[Collected data entries]
────────────────────────────────────────

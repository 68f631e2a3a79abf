//! # Router Module
//!
//! Matches incoming requests to registered endpoints.
//!
//! ## Architecture
//!
//! 1. **Compilation**: when the application is built, every endpoint rule
//!    (e.g. `/pets/{pet_id}`) is turned into an anchored regex that captures
//!    the path variables.
//!
//! 2. **Matching**: each request path is tested against the compiled
//!    patterns in registration order. A path that matches only under other
//!    methods is reported as `MethodNotAllowed` so the service can answer 405.
//!
//! ## Example
//!
//! ```rust
//! use brrtkit::handler::HandlerResponse;
//! use brrtkit::params::Arg;
//! use brrtkit::router::{RouteLookup, Router};
//! use brrtkit::routing::{ApiRouter, EndpointRegistry};
//! use http::Method;
//!
//! let mut api = ApiRouter::new("pets");
//! api.get("/pets/{pet_id}", "get_pet", vec![Arg::integer("pet_id")], |_| {
//!     Ok(HandlerResponse::no_content())
//! })
//! .unwrap();
//! let mut registry = EndpointRegistry::new();
//! registry.register_router(&api).unwrap();
//!
//! let router = Router::new(&registry).unwrap();
//! match router.route(&Method::GET, "/pets/7") {
//!     RouteLookup::Matched(m) => assert_eq!(m.get_path_param("pet_id"), Some("7")),
//!     other => panic!("unexpected {other:?}"),
//! }
//! ```

mod core;
#[cfg(test)]
mod tests;

pub use core::{RouteLookup, RouteMatch, Router};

────────────────────────────────────────

WHAT YOU ARE ASKED TO DO - Every line above should be reproduced precisely.

OUTPUT FOR THIS TASK -
repository 68f631e2a3a79abf
//! # Router Module
//!
//! Matches incoming requests to registered endpoints.
//!
//! ## Architecture
//!
//! 1. **Compilation**: when the application is built, every endpoint rule
//!    (e.g. `/pets/{pet_id}`) is turned into an anchored regex that captures
//!    the path variables.
//!
//! 2. **Matching**: each request path is tested against the compiled
//!    patterns in registration order. A path that matches only under other
//!    methods is reported as `MethodNotAllowed` so the service can answer 405.
//!
//! ## Example
//!
//! ```rust
//! use brrtkit::handler::HandlerResponse;
//! use brrtkit::params::Arg;
//! use brrtkit::router::{RouteLookup, Router};
//! use brrtkit::routing::{ApiRouter, EndpointRegistry};
//! use http::Method;
//!
//! let mut api = ApiRouter::new("pets");
//! api.get("/pets/{pet_id}", "get_pet", vec![Arg::integer("pet_id")], |_| {
//!     Ok(HandlerResponse::no_content())
//! })
//! .unwrap();
//! let mut registry = EndpointRegistry::new();
//! registry.register_router(&api).unwrap();
//!
//! let router = Router::new(&registry).unwrap();
//! match router.route(&Method::GET, "/pets/7") {
//!     RouteLookup::Matched(m) => assert_eq!(m.get_path_param("pet_id"), Some("7")),
//!     other => panic!("unexpected {other:?}"),
//! }
//! ```

mod core;
#[cfg(test)]
mod tests;

pub use core::{RouteLookup, RouteMatch, Router};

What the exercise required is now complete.